Saved data entries
>>>

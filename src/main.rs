mod chat;
mod sessions;
mod web;

use std::path::PathBuf;
use std::sync::Arc;
use std::time::Duration;

use actix_cors::Cors;
use actix_web::{web::Data, App, HttpServer};
use dotenv::dotenv;
use log::{error, info};
use tera::Tera;

use chat::{ChatBackend, GeminiClient};
use sessions::SessionStore;
use web::routes;

// App state structure
pub struct AppState {
    pub tera: Tera,
    pub chat: Arc<dyn ChatBackend>,
    pub sessions: SessionStore,
    pub static_dir: PathBuf,
}

#[actix_web::main]
async fn main() -> std::io::Result<()> {
    // Initialize environment
    dotenv().ok();
    env_logger::init_from_env(env_logger::Env::new().default_filter_or("info"));

    info!("Starting GerhAI web application");

    // Initialize the remote chat client; a missing credential is fatal
    let chat: Arc<dyn ChatBackend> = match GeminiClient::new() {
        Ok(client) => {
            info!("Chat client initialized");
            Arc::new(client)
        }
        Err(e) => {
            error!("Failed to initialize chat client: {}", e);
            std::process::exit(1);
        }
    };

    // Initialize template engine
    let mut tera = match Tera::new("templates/**/*") {
        Ok(t) => t,
        Err(e) => {
            error!("Template parsing error: {}", e);
            std::process::exit(1);
        }
    };
    tera.autoescape_on(vec![".html"]);

    let session_ttl = std::env::var("SESSION_TTL_SECS")
        .ok()
        .and_then(|s| s.parse::<u64>().ok())
        .unwrap_or(3600);

    // Create app state
    let app_state = Data::new(AppState {
        tera,
        chat,
        sessions: SessionStore::new(Duration::from_secs(session_ttl)),
        static_dir: PathBuf::from("static"),
    });

    // Evict idle sessions in the background
    {
        let state = app_state.clone();
        actix_web::rt::spawn(async move {
            let mut tick = tokio::time::interval(Duration::from_secs(60));
            loop {
                tick.tick().await;
                let evicted = state.sessions.sweep();
                if evicted > 0 {
                    info!(
                        "Evicted {} idle session(s), {} live",
                        evicted,
                        state.sessions.len()
                    );
                }
            }
        });
    }

    let bind_addr =
        std::env::var("BIND_ADDR").unwrap_or_else(|_| "127.0.0.1:8080".to_string());
    info!("Listening on {}", bind_addr);

    // Start web server
    HttpServer::new(move || {
        App::new()
            .app_data(app_state.clone())
            .wrap(Cors::permissive())
            .configure(routes::configure)
    })
    .bind(bind_addr)?
    .run()
    .await
}
//! Coordinate reference system transformers
//!
//! Converts between map coordinates (EPSG:4326 longitude/latitude) and pixel
//! coordinates (x = column, y = row) of a raster.

use std::f64::consts::FRAC_PI_4;
use std::sync::Arc;

use geo::{Coord, Geometry, MapCoords};

/// EPSG code of WGS84 geographic coordinates
pub const EPSG_WGS84: u16 = 4326;

/// EPSG code of spherical web mercator
pub const EPSG_WEB_MERCATOR: u16 = 3857;

const EARTH_RADIUS_M: f64 = 6_378_137.0;

/// Converts between map and pixel coordinates
pub trait CrsTransformer: std::fmt::Debug + Send + Sync {
    /// EPSG:4326 (x = longitude, y = latitude) to pixel (x = column, y = row)
    fn map_to_pixel(&self, coord: Coord<f64>) -> Coord<f64>;

    /// Pixel (x = column, y = row) to EPSG:4326
    fn pixel_to_map(&self, coord: Coord<f64>) -> Coord<f64>;

    /// Georeferencing to write alongside derived rasters
    fn georeference(&self) -> Option<Georeference> {
        None
    }
}

/// Shared handle to a CRS transformer
pub type SharedCrsTransformer = Arc<dyn CrsTransformer>;

/// Reproject a geometry from EPSG:4326 to pixel coordinates
#[must_use]
pub fn geometry_to_pixel(transformer: &dyn CrsTransformer, geometry: &Geometry<f64>) -> Geometry<f64> {
    geometry.map_coords(|c| transformer.map_to_pixel(c))
}

/// Reproject a geometry from pixel coordinates to EPSG:4326
#[must_use]
pub fn geometry_to_map(transformer: &dyn CrsTransformer, geometry: &Geometry<f64>) -> Geometry<f64> {
    geometry.map_coords(|c| transformer.pixel_to_map(c))
}

/// Transformer for rasters without georeferencing
///
/// Map and pixel coordinates coincide.
#[derive(Debug, Clone, Copy, Default)]
pub struct IdentityCrsTransformer;

impl CrsTransformer for IdentityCrsTransformer {
    #[inline]
    fn map_to_pixel(&self, coord: Coord<f64>) -> Coord<f64> {
        coord
    }

    #[inline]
    fn pixel_to_map(&self, coord: Coord<f64>) -> Coord<f64> {
        coord
    }
}

/// Map projection of a raster's native CRS
#[derive(Debug, Clone, Copy, PartialEq, Eq)]
pub enum Projection {
    /// EPSG:4326, degrees
    Geographic,
    /// EPSG:3857, meters
    WebMercator,
}

impl Projection {
    /// Look up projection by EPSG code
    #[must_use]
    pub fn from_epsg(code: u16) -> Option<Self> {
        match code {
            EPSG_WGS84 => Some(Self::Geographic),
            EPSG_WEB_MERCATOR => Some(Self::WebMercator),
            _ => None,
        }
    }

    #[inline]
    #[must_use]
    pub fn epsg(self) -> u16 {
        match self {
            Self::Geographic => EPSG_WGS84,
            Self::WebMercator => EPSG_WEB_MERCATOR,
        }
    }

    /// EPSG:4326 to native coordinates
    #[must_use]
    pub fn project(self, lonlat: Coord<f64>) -> Coord<f64> {
        match self {
            Self::Geographic => lonlat,
            Self::WebMercator => Coord {
                x: EARTH_RADIUS_M * lonlat.x.to_radians(),
                y: EARTH_RADIUS_M * (FRAC_PI_4 + lonlat.y.to_radians() / 2.0).tan().ln(),
            },
        }
    }

    /// Native coordinates to EPSG:4326
    #[must_use]
    pub fn unproject(self, native: Coord<f64>) -> Coord<f64> {
        match self {
            Self::Geographic => native,
            Self::WebMercator => Coord {
                x: (native.x / EARTH_RADIUS_M).to_degrees(),
                y: (2.0 * (native.y / EARTH_RADIUS_M).exp().atan() - 2.0 * FRAC_PI_4).to_degrees(),
            },
        }
    }
}

/// Affine pixel-to-native transform in GDAL order
///
/// `x = origin_x + col * pixel_width + row * row_rotation`
/// `y = origin_y + col * col_rotation + row * pixel_height`
#[derive(Debug, Clone, Copy, PartialEq)]
pub struct GeoTransform {
    pub origin_x: f64,
    pub pixel_width: f64,
    pub row_rotation: f64,
    pub origin_y: f64,
    pub col_rotation: f64,
    pub pixel_height: f64,
}

impl GeoTransform {
    /// North-up transform without rotation
    #[inline]
    #[must_use]
    pub fn north_up(origin_x: f64, origin_y: f64, pixel_width: f64, pixel_height: f64) -> Self {
        Self {
            origin_x,
            pixel_width,
            row_rotation: 0.0,
            origin_y,
            col_rotation: 0.0,
            pixel_height: -pixel_height.abs(),
        }
    }

    #[inline]
    #[must_use]
    pub fn is_north_up(&self) -> bool {
        self.row_rotation == 0.0 && self.col_rotation == 0.0
    }

    fn determinant(&self) -> f64 {
        self.pixel_width * self.pixel_height - self.row_rotation * self.col_rotation
    }

    /// Pixel to native coordinates
    #[must_use]
    pub fn apply(&self, pixel: Coord<f64>) -> Coord<f64> {
        Coord {
            x: self.origin_x + pixel.x * self.pixel_width + pixel.y * self.row_rotation,
            y: self.origin_y + pixel.x * self.col_rotation + pixel.y * self.pixel_height,
        }
    }

    /// Native to pixel coordinates
    #[must_use]
    pub fn invert(&self, native: Coord<f64>) -> Coord<f64> {
        let det = self.determinant();
        let dx = native.x - self.origin_x;
        let dy = native.y - self.origin_y;
        Coord {
            x: (self.pixel_height * dx - self.row_rotation * dy) / det,
            y: (self.pixel_width * dy - self.col_rotation * dx) / det,
        }
    }
}

/// Affine transform plus the native projection it is expressed in
#[derive(Debug, Clone, Copy, PartialEq)]
pub struct Georeference {
    pub transform: GeoTransform,
    pub projection: Projection,
}

/// Transformer for georeferenced rasters
#[derive(Debug, Clone, Copy, PartialEq)]
pub struct AffineCrsTransformer {
    georeference: Georeference,
}

impl AffineCrsTransformer {
    #[inline]
    #[must_use]
    pub fn new(transform: GeoTransform, projection: Projection) -> Self {
        Self {
            georeference: Georeference {
                transform,
                projection,
            },
        }
    }

    #[inline]
    #[must_use]
    pub fn transform(&self) -> &GeoTransform {
        &self.georeference.transform
    }

    #[inline]
    #[must_use]
    pub fn projection(&self) -> Projection {
        self.georeference.projection
    }
}

impl From<Georeference> for AffineCrsTransformer {
    fn from(georeference: Georeference) -> Self {
        Self { georeference }
    }
}

impl CrsTransformer for AffineCrsTransformer {
    fn map_to_pixel(&self, coord: Coord<f64>) -> Coord<f64> {
        let native = self.georeference.projection.project(coord);
        self.georeference.transform.invert(native)
    }

    fn pixel_to_map(&self, coord: Coord<f64>) -> Coord<f64> {
        let native = self.georeference.transform.apply(coord);
        self.georeference.projection.unproject(native)
    }

    fn georeference(&self) -> Option<Georeference> {
        Some(self.georeference)
    }
}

<<<

*What to work on:* Counting only lines that contain the word "time", give the number found in the data, and nothing else.

*Answer box:* 2